#### [WORK REQUIRED]
Take from the records below each line that holds "text".

INPUT RECORDS section start

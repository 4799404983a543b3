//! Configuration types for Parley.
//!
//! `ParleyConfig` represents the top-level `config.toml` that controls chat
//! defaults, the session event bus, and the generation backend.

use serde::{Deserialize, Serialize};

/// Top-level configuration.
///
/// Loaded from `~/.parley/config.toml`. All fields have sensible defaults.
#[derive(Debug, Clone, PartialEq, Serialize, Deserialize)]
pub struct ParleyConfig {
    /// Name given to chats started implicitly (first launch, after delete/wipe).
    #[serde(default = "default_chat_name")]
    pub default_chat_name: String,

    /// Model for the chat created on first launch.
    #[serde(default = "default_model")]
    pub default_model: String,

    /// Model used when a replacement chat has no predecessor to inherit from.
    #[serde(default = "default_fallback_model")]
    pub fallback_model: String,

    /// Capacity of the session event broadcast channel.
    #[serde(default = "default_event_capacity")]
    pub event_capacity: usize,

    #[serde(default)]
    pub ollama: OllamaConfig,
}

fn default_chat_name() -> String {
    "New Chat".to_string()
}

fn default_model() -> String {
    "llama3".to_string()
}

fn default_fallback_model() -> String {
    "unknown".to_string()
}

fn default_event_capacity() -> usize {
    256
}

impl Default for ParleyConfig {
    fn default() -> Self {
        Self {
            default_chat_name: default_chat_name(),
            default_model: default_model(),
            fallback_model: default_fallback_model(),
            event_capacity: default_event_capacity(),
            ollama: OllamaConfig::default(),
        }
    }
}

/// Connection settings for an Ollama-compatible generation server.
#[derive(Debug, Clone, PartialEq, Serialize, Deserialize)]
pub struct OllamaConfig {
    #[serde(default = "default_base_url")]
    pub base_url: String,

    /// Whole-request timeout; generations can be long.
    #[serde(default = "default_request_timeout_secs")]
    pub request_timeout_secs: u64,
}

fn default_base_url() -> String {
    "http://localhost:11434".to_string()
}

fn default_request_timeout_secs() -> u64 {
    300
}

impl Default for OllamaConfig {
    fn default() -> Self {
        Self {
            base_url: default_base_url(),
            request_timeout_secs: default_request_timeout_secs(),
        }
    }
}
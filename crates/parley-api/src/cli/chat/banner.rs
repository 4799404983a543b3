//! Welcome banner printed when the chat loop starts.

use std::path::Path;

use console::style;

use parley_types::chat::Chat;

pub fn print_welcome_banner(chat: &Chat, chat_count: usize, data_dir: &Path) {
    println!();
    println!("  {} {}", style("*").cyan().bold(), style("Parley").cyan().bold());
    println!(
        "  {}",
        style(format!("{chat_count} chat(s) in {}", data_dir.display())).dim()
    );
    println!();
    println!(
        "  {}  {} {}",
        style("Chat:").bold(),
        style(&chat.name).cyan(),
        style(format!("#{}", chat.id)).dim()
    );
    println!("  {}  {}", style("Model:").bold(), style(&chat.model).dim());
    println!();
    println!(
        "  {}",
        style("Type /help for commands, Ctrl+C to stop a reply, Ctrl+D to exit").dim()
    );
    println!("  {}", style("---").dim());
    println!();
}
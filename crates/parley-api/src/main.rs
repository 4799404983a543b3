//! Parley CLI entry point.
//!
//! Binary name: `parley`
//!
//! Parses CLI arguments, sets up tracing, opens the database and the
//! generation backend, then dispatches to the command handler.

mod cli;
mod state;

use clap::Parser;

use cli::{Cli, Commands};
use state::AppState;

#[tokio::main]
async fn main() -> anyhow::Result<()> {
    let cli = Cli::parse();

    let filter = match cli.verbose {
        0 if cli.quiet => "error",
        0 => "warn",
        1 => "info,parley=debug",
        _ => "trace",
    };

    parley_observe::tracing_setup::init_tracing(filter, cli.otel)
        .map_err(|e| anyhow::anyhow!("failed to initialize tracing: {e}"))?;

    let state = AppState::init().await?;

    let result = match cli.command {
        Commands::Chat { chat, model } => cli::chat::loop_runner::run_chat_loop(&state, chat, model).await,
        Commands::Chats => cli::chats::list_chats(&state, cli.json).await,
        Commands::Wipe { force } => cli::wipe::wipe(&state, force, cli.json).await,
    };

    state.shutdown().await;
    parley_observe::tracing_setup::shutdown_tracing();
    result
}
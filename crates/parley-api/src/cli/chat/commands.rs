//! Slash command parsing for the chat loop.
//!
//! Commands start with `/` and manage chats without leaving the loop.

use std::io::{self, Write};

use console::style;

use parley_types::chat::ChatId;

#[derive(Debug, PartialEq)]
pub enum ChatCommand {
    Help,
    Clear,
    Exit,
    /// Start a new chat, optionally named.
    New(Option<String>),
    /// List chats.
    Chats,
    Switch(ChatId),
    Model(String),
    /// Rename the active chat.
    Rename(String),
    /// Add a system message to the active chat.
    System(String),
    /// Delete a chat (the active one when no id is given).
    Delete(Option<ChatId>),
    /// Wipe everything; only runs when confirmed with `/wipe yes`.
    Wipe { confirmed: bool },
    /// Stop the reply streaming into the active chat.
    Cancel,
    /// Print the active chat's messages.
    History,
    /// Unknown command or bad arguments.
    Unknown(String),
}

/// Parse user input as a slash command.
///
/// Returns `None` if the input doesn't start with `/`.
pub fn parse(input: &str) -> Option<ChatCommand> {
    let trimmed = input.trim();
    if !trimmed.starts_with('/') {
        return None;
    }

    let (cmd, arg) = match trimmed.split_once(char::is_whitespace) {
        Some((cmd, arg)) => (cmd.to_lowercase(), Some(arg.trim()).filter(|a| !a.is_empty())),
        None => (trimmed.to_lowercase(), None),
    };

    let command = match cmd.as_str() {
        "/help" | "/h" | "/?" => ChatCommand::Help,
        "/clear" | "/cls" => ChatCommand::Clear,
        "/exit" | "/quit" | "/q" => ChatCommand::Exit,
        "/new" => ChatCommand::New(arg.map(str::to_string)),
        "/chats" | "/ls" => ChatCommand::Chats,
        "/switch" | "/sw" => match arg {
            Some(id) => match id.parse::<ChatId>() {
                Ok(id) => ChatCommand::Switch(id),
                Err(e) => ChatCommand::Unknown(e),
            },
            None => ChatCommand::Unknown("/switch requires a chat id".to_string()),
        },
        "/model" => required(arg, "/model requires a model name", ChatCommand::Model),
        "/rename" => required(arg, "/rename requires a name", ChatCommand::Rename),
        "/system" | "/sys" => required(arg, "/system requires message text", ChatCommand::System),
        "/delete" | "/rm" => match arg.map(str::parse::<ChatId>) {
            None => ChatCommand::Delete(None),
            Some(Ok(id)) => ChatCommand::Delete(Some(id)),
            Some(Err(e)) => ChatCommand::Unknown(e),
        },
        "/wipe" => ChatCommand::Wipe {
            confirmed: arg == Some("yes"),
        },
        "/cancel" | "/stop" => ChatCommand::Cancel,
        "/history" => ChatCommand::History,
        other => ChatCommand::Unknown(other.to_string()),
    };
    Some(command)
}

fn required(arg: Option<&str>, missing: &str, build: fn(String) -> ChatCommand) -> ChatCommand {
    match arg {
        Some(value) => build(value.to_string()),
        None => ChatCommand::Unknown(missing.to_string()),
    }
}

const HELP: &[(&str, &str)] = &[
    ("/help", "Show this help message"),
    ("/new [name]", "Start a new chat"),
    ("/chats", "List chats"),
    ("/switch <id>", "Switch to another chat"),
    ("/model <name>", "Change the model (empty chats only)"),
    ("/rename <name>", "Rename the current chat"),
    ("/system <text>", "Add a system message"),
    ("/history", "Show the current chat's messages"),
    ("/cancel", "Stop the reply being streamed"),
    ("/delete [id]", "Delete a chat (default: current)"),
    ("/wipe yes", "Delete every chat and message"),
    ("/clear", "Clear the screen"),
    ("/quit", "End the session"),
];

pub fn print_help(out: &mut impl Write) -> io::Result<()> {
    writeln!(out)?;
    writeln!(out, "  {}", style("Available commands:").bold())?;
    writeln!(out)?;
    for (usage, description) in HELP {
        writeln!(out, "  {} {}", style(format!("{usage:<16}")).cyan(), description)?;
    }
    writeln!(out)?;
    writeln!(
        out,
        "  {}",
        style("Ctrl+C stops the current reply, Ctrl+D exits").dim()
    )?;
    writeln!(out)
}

INPUT RECORDS section end

#### [RESPONSE TO THE EXERCISE]
        "/system" | "/sys" => required(arg, "/system requires message text", ChatCommand::System),
    ("/system <text>", "Add a system message"),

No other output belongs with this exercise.